_EXERCISE:_
Show all lines from the records below in which the string "Failed" is present.

_TASK DATA:_
= = = = =

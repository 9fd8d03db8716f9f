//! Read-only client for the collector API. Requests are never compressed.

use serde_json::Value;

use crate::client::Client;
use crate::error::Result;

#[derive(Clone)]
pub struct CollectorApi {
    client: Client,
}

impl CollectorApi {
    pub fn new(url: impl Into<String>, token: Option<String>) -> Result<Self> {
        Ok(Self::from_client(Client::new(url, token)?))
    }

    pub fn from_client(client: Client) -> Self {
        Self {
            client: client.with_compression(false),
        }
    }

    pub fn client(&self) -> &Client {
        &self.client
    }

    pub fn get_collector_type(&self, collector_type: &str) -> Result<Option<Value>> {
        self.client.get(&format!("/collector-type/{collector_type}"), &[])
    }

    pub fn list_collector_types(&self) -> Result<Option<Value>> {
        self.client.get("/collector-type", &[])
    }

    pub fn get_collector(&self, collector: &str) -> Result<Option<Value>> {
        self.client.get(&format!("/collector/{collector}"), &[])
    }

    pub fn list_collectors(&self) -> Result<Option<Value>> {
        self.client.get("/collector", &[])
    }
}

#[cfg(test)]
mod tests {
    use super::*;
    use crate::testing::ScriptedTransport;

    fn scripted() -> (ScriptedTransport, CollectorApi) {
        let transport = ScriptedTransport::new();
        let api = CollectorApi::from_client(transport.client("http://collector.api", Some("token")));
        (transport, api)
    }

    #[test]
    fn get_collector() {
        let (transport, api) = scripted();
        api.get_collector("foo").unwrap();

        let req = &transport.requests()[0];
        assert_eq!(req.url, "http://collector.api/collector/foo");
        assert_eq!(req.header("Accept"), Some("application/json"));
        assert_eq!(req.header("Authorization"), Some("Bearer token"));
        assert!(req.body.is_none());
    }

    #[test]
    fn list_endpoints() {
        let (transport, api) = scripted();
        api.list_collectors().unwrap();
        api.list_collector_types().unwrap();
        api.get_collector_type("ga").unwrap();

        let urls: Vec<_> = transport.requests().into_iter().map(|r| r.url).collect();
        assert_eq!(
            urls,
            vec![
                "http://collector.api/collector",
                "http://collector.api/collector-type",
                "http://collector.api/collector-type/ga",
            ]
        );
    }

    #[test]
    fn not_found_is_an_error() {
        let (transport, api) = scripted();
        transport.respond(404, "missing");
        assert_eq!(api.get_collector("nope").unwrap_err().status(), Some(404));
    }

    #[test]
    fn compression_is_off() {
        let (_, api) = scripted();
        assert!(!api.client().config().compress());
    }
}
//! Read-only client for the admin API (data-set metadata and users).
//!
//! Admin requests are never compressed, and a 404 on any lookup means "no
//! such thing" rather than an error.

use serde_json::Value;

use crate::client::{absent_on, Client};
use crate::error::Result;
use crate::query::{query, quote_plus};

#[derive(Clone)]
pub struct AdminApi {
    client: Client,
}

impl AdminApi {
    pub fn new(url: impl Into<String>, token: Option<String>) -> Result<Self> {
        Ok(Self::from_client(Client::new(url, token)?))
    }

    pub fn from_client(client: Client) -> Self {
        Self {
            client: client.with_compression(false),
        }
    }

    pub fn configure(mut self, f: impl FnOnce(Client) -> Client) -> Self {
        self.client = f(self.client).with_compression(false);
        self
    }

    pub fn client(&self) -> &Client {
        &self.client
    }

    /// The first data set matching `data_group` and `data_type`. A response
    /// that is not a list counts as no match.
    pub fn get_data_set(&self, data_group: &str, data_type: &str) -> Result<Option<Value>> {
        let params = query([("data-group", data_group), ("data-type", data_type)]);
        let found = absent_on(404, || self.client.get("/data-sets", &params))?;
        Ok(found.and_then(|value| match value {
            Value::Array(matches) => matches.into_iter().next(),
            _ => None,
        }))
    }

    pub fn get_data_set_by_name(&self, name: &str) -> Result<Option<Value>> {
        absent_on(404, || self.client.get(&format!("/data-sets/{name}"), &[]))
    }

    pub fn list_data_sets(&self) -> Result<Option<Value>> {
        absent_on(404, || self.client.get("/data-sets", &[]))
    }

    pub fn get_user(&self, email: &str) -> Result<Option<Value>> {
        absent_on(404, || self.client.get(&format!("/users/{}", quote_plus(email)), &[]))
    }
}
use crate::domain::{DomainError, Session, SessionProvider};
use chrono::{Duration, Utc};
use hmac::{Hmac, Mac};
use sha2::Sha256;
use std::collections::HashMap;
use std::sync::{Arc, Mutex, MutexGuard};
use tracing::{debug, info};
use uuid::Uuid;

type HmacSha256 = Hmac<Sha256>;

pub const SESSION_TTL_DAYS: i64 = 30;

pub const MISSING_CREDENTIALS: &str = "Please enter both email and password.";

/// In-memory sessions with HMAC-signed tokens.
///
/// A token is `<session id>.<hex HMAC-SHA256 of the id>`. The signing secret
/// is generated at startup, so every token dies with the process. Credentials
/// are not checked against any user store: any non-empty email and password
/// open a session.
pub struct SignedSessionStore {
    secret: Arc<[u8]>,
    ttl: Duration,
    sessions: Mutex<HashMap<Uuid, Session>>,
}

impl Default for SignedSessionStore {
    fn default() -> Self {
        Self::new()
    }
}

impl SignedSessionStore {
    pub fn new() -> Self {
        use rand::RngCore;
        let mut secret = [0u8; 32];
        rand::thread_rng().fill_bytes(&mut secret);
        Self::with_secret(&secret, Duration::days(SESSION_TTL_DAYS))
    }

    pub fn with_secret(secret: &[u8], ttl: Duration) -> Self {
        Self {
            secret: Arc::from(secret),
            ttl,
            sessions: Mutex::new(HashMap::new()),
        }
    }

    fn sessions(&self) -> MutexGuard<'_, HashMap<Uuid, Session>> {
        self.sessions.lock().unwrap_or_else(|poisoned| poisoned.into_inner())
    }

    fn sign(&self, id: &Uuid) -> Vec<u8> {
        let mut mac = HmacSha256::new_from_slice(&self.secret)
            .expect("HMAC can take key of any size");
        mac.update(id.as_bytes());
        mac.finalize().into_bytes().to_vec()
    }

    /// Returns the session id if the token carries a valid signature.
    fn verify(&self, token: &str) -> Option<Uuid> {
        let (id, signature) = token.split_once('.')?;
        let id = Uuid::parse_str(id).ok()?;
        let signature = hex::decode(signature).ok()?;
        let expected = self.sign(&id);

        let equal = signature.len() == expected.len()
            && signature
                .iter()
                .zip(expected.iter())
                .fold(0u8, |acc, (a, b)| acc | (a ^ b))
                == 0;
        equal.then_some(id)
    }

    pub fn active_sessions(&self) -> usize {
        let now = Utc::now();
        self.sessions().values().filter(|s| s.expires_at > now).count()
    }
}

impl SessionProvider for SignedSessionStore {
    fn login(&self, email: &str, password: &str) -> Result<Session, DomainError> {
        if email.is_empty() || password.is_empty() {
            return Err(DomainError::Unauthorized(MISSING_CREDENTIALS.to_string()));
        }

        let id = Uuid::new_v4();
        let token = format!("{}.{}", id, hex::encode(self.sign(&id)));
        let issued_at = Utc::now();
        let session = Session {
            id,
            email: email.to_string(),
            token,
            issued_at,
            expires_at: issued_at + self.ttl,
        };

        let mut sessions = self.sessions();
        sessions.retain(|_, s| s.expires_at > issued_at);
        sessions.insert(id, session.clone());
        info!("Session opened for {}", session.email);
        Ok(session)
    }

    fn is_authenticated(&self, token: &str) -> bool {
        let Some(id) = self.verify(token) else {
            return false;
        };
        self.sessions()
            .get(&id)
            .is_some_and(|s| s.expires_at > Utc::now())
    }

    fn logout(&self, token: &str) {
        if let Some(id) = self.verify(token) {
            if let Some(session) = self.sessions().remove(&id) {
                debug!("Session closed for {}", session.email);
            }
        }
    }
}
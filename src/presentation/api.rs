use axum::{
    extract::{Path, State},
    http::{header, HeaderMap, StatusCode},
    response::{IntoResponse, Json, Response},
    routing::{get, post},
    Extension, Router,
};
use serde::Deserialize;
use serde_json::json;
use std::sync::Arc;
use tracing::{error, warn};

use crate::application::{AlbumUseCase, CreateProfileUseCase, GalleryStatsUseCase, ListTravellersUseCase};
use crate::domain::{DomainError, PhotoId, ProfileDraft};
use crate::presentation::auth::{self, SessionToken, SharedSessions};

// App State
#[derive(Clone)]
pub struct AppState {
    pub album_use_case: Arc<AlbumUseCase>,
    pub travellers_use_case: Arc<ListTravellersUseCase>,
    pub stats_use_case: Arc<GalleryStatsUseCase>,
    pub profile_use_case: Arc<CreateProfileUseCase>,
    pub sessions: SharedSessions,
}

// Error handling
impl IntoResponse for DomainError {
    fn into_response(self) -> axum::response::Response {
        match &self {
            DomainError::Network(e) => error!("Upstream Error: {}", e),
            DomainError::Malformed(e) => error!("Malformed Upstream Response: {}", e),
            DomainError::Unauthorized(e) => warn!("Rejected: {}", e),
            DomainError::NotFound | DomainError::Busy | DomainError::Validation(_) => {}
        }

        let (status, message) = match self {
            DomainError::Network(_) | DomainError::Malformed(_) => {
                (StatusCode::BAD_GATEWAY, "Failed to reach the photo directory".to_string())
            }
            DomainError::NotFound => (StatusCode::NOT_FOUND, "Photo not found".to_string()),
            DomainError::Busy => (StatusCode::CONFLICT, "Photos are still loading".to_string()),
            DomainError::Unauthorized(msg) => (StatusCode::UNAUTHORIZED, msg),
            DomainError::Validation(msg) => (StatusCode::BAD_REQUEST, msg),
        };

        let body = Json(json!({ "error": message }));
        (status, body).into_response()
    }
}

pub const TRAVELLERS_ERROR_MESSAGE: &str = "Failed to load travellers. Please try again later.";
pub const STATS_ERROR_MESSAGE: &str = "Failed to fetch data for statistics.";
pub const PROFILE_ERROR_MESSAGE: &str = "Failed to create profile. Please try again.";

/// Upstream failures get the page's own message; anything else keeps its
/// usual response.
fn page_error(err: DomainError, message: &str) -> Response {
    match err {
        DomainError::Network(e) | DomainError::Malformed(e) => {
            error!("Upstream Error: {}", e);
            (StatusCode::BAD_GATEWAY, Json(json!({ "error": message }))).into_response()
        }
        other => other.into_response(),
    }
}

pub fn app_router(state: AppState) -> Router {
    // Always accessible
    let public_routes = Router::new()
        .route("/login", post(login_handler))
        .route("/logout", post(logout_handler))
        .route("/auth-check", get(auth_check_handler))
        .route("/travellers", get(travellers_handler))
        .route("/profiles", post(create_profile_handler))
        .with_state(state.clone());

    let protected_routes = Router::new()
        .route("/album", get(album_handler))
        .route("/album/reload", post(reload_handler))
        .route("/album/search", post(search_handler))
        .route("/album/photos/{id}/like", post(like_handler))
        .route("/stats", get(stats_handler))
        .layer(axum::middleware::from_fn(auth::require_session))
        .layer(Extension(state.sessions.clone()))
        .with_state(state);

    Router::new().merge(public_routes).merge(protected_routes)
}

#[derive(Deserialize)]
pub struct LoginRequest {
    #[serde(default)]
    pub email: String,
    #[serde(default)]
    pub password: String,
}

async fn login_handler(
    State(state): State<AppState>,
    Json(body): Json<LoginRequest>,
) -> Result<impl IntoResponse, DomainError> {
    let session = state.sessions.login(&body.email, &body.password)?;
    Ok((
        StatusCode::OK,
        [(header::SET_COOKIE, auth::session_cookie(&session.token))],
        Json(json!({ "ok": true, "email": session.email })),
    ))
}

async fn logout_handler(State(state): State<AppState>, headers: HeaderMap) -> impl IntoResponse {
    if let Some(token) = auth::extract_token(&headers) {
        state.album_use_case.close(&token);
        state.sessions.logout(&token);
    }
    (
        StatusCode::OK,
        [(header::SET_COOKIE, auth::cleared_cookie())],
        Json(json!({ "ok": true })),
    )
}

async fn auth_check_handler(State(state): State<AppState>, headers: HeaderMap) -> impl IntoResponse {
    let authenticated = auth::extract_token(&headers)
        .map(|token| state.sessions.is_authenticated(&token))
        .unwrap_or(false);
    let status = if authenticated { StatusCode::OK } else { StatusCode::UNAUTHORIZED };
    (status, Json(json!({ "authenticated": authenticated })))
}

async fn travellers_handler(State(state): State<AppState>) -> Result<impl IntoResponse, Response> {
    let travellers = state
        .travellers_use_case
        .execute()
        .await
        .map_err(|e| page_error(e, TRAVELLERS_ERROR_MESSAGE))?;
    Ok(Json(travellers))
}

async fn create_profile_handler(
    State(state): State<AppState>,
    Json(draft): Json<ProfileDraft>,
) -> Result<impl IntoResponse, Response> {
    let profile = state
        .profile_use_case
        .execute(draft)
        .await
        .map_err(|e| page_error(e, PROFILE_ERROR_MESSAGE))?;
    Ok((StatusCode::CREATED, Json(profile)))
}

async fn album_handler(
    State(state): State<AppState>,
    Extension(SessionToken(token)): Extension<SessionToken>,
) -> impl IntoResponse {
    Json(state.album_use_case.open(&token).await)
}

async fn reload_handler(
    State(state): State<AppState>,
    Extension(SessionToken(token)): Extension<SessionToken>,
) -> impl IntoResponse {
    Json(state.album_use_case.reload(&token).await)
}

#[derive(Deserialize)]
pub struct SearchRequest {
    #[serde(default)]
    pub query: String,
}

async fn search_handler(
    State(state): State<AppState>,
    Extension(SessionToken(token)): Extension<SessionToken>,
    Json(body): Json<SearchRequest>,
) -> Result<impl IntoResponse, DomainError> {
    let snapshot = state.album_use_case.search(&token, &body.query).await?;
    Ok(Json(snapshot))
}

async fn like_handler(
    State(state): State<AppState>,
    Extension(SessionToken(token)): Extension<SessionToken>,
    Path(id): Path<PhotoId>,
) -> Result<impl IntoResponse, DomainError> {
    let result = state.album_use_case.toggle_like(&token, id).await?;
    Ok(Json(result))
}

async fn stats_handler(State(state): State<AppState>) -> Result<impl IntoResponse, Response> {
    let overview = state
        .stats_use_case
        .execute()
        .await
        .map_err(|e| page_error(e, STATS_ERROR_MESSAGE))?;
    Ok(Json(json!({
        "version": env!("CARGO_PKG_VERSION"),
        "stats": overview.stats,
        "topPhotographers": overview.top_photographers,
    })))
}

= = = = =

_EXERCISE ANSWER:_
                (StatusCode::BAD_GATEWAY, "Failed to reach the photo directory".to_string())
pub const TRAVELLERS_ERROR_MESSAGE: &str = "Failed to load travellers. Please try again later.";
pub const STATS_ERROR_MESSAGE: &str = "Failed to fetch data for statistics.";
pub const PROFILE_ERROR_MESSAGE: &str = "Failed to create profile. Please try again.";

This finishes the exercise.